Александр узнал о случившемся ещё накануне вечером, из сообщения Ростопчина. За одну ночь белокурый красавец поседел. Но – и это для многих, его знавших, стало неожиданностью – сломлен не был. Через несколько дней написал Бернадоту: «Ныне, более чем когда-либо, я и народ, во главе которого имею честь находиться, решились стоять твёрдо и скорее погрести себя под развалинами империи, нежели мириться с Аттилою новейших времён».
Создаётся впечатление, что Наполеон, ступив на русскую землю, начал стремительно терять своё моральное могущество, Александру же, напротив, Россия, во главе которой поставила его судьба, давала ту внутреннюю опору, ту силу, которой ему раньше недоставало.
Но почему же Кутузов так медлил с докладом государю о происшедшем? Пренебрегал? Едва ли. Он – опытный царедворец. Испытывать пренебрежение, конечно, мог. Кто не может? Но проявить? Никогда. Это Суворов мог. Кутузов – другой. Думаю, он просто боялся. Не царского гнева, нет. Боялся, что царь своей волей запретит ему выполнить тот единственный план, который вёл к победе. Знал, император амбициозен сверх меры, но в военном деле – полный профан. Имел несчастье убедиться в этом на собственном опыте при Аустерлице. Впрочем, это только предположение. Не исключаю, что главнокомандующему было просто не до Александра, когда решалась судьба Отечества (он ведь не Аракчеев).

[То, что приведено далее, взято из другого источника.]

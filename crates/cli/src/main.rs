use clap::Parser;
use colored::Colorize;
use wurm_cli::{cli::Cli, commands, logging};

#[tokio::main]
async fn main() {
	let cli = Cli::parse();
	logging::init_logging(cli.verbose);

	if let Err(err) = commands::dispatch(cli).await {
		eprintln!("{} {err}", "error:".red().bold());
		std::process::exit(1);
	}
}
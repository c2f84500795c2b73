//! One client connection: authentication state, command fan-out, and the
//! outbound frame queue.
//!
//! Commands run concurrently, except that `probe` and `run` requests for the
//! same host take turns in the order they arrived on this connection.

use std::collections::HashMap;
use std::panic::AssertUnwindSafe;
use std::sync::Arc;

use axum::extract::ws::{Message, WebSocket};
use futures::{FutureExt, SinkExt, StreamExt};
use serde_json::json;
use tokio::sync::mpsc;
use tokio::sync::oneshot::{self, error::TryRecvError};
use tokio_stream::wrappers::UnboundedReceiverStream;
use tracing::{debug, error, info, warn};
use wurm_protocol::{Command, Frame};

use super::GatewayState;

type Outbound = mpsc::UnboundedSender<Message>;

/// Per host, resolves once the last command queued for it has finished.
type Turns = HashMap<String, oneshot::Receiver<()>>;

pub(super) async fn handle_socket(socket: WebSocket, state: Arc<GatewayState>) {
	let (mut ws_tx, mut ws_rx) = socket.split();
	let (tx, rx) = mpsc::unbounded_channel::<Message>();
	let mut rx = UnboundedReceiverStream::new(rx);

	let send_task = tokio::spawn(async move {
		while let Some(msg) = rx.next().await {
			if ws_tx.send(msg).await.is_err() {
				break;
			}
		}
	});

	info!(target = "wurm.gateway", "client connected");
	send_frame(&tx, &Frame::version(env!("CARGO_PKG_VERSION")));

	let mut authenticated = false;
	let mut turns = Turns::new();
	while let Some(msg) = ws_rx.next().await {
		match msg {
			Ok(Message::Text(text)) => handle_line(text.as_str(), &mut authenticated, &mut turns, &state, &tx),
			Ok(Message::Close(_)) => break,
			Ok(_) => {}
			Err(err) => {
				warn!(target = "wurm.gateway", error = %err, "client socket error");
				break;
			}
		}
	}

	info!(target = "wurm.gateway", "client disconnected");
	send_task.abort();
}

fn handle_line(line: &str, authenticated: &mut bool, turns: &mut Turns, state: &Arc<GatewayState>, tx: &Outbound) {
	let line = line.trim_end_matches(['\r', '\n']);
	let name = line.split_once(' ').map_or(line, |(cmd, _)| cmd);

	if !*authenticated && name != "auth" {
		debug!(target = "wurm.gateway", cmd = name, "rejecting command before auth");
		send_frame(tx, &Frame::unsupported(name));
		return;
	}

	let command = match Command::parse(line) {
		Ok(command) => command,
		Err(err) => {
			send_frame(tx, &Frame::error(err.cmd, err.to_string()));
			return;
		}
	};

	if let Command::Auth { token } = &command {
		*authenticated = token_matches(&state.token, token);
		if !*authenticated {
			warn!(target = "wurm.gateway", "authentication failed");
		}
		send_frame(tx, &Frame::auth(*authenticated));
		return;
	}

	// Turns are taken in arrival order, before spawning.
	let turn = command.host().map(|host| take_turn(turns, host));
	let state = state.clone();
	let tx = tx.clone();
	let cmd = command.name().to_string();
	tokio::spawn(async move {
		let _finished = match turn {
			Some((previous, finished)) => {
				if let Some(previous) = previous {
					let _ = previous.await;
				}
				Some(finished)
			}
			None => None,
		};
		match AssertUnwindSafe(handle_command(&state, command)).catch_unwind().await {
			Ok(Some(frame)) => send_frame(&tx, &frame),
			Ok(None) => {}
			Err(_) => {
				error!(target = "wurm.gateway", %cmd, "command handler panicked");
				send_frame(&tx, &Frame::error(cmd, "Internal error"));
			}
		}
	});
}

/// Queues behind the previous command for `host`.
///
/// Returns the receiver to wait on, if any, and the sender to drop once this
/// command is done. Turns whose command already finished are pruned.
fn take_turn(turns: &mut Turns, host: &str) -> (Option<oneshot::Receiver<()>>, oneshot::Sender<()>) {
	turns.retain(|_, last| matches!(last.try_recv(), Err(TryRecvError::Empty)));
	let (finished, done) = oneshot::channel();
	(turns.insert(host.to_string(), done), finished)
}

/// Runs one authenticated command. `None` means the command has no reply.
async fn handle_command(state: &GatewayState, command: Command) -> Option<Frame> {
	let cmd = command.name().to_string();
	debug!(target = "wurm.gateway", command = %command, "handling command");

	let frame = match command {
		Command::Hosts => reply(&cmd, state.discovery.hosts().await),
		Command::History => reply(&cmd, state.discovery.history().await),
		Command::KubeContexts => reply(&cmd, state.discovery.kube_contexts().await),
		Command::LocalNet => reply(&cmd, state.discovery.local_network().await),
		Command::ProbeKubeContext { context, namespace } => {
			reply(&cmd, state.discovery.kube_namespace(&context, &namespace).await)
		}
		Command::Probes => reply(&cmd, Ok(state.dispatcher.registry().metadata())),
		Command::Status => Frame::result(
			cmd,
			json!({
				"version": env!("CARGO_PKG_VERSION"),
				"probes": state.dispatcher.registry().len(),
				"sessions": state.pool.status(),
			}),
		),
		Command::Probe { host, probe } => match state.dispatcher.run(&host, &probe).await {
			Ok(Some(report)) => report.into_frame(),
			Ok(None) => return None,
			Err(err) => {
				warn!(target = "wurm.gateway", %host, %probe, error = %err, "probe failed");
				Frame::probe_error(host, probe, err.to_string())
			}
		},
		Command::Run { host, id, command } => match state.dispatcher.run_command(&host, &id, &command).await {
			Ok(report) => report.into_frame(),
			Err(err) => {
				warn!(target = "wurm.gateway", %host, %id, error = %err, "run failed");
				Frame::run_error(host, id, err.to_string())
			}
		},
		Command::Auth { .. } | Command::Unsupported { .. } => Frame::unsupported(cmd),
	};
	Some(frame)
}

fn reply<T: serde::Serialize>(cmd: &str, result: wurm::Result<T>) -> Frame {
	match result.map(|value| serde_json::to_value(value)) {
		Ok(Ok(value)) => Frame::result(cmd, value),
		Ok(Err(err)) => Frame::error(cmd, err.to_string()),
		Err(err) => {
			warn!(target = "wurm.gateway", cmd, error = %err, "command failed");
			Frame::error(cmd, err.to_string())
		}
	}
}

fn send_frame(tx: &Outbound, frame: &Frame) {
	let _ = tx.send(Message::Text(frame.to_json().into()));
}

/// Compares without short-circuiting on the first differing byte.
fn token_matches(expected: &str, given: &str) -> bool {
	let (expected, given) = (expected.as_bytes(), given.as_bytes());
	!expected.is_empty()
		&& expected.len() == given.len()
		&& expected.iter().zip(given).fold(0u8, |acc, (a, b)| acc | (a ^ b)) == 0
}

#[cfg(test)]
mod tests {
	use super::*;

	#[tokio::test]
	async fn turns_chain_per_host() {
		let mut turns = Turns::new();
		let (none, first) = take_turn(&mut turns, "web1");
		assert!(none.is_none());
		let (after_first, second) = take_turn(&mut turns, "web1");
		let mut after_first = after_first.unwrap();
		let (other, _web2) = take_turn(&mut turns, "web2");
		assert!(other.is_none());

		assert_eq!(after_first.try_recv(), Err(TryRecvError::Empty));
		drop(first);
		assert!(after_first.await.is_err());

		drop(second);
		let (pruned, _third) = take_turn(&mut turns, "web1");
		assert!(pruned.is_none());
		assert_eq!(turns.len(), 2);
	}

	#[test]
	fn token_comparison() {
		assert!(token_matches("s3cret", "s3cret"));
		assert!(!token_matches("s3cret", "s3cre"));
		assert!(!token_matches("s3cret", "S3cret"));
		assert!(!token_matches("", ""));
	}
}
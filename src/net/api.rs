use anyhow::{Context, Result};
use bevy::prelude::*;
use tokio::runtime::Runtime;

use crate::core::model::{FormationDoc, TeamDoc};

/// Blocking facade over the backend. Calls run on a private tokio runtime
/// via `block_on`; the editor is single-threaded and event-driven, so the
/// load barrier and the save round trip intentionally block the UI thread.
#[derive(Resource)]
pub struct ApiClient {
    base_url: String,
    client: reqwest::Client,
    runtime: Runtime,
}

impl ApiClient {
    pub fn new(base_url: impl Into<String>) -> Result<Self> {
        Ok(Self {
            base_url: base_url.into(),
            client: reqwest::Client::new(),
            runtime: tokio::runtime::Builder::new_multi_thread()
                .enable_all()
                .build()
                .context("build tokio runtime")?,
        })
    }

    /// Fetch both lists concurrently; either failure fails the whole load.
    pub fn fetch_all(&self) -> Result<(Vec<FormationDoc>, Vec<TeamDoc>)> {
        let formations_url = format!("{}/api/formations", self.base_url);
        let teams_url = format!("{}/api/teams", self.base_url);
        self.runtime.block_on(async {
            let formations = async {
                anyhow::Ok(
                    self.client
                        .get(&formations_url)
                        .send()
                        .await?
                        .error_for_status()?
                        .json::<Vec<FormationDoc>>()
                        .await?,
                )
            };
            let teams = async {
                anyhow::Ok(
                    self.client
                        .get(&teams_url)
                        .send()
                        .await?
                        .error_for_status()?
                        .json::<Vec<TeamDoc>>()
                        .await?,
                )
            };
            let (formations, teams) = tokio::try_join!(formations, teams)?;
            Ok((formations, teams))
        })
    }

    /// POST one formation; the response body is ignored.
    pub fn save_formation(&self, doc: &FormationDoc) -> Result<()> {
        self.post_json("/api/formations", doc)
    }

    /// POST one team; the response body is ignored.
    pub fn save_team(&self, doc: &TeamDoc) -> Result<()> {
        self.post_json("/api/teams", doc)
    }

    fn post_json<T: serde::Serialize>(&self, path: &str, body: &T) -> Result<()> {
        let url = format!("{}{}", self.base_url, path);
        self.runtime.block_on(async {
            self.client
                .post(&url)
                .json(body)
                .send()
                .await?
                .error_for_status()?;
            Ok(())
        })
    }
}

И в самом деле, до императора ли, просидевшего всю войну в безопасном Зимнем дворце, когда кругом гибнут люди, когда на мольбы: «Ради Бога, прошу помощи скорейшей!» отвечают пустыми обещаниями; когда, отступая к Можайску, отдаёшь приказ: «Мы дадим ему конечный удар. Для сего войска наши идут навстречу свежим войскам, пылающим тем же рвением сразиться с неприятелем», а никаких свежих войск нет; и приходится свой приказ отменять, а подчинённым остаётся думать, что ты лжец, выживший из ума старик, что тебе нет дела до Отечества.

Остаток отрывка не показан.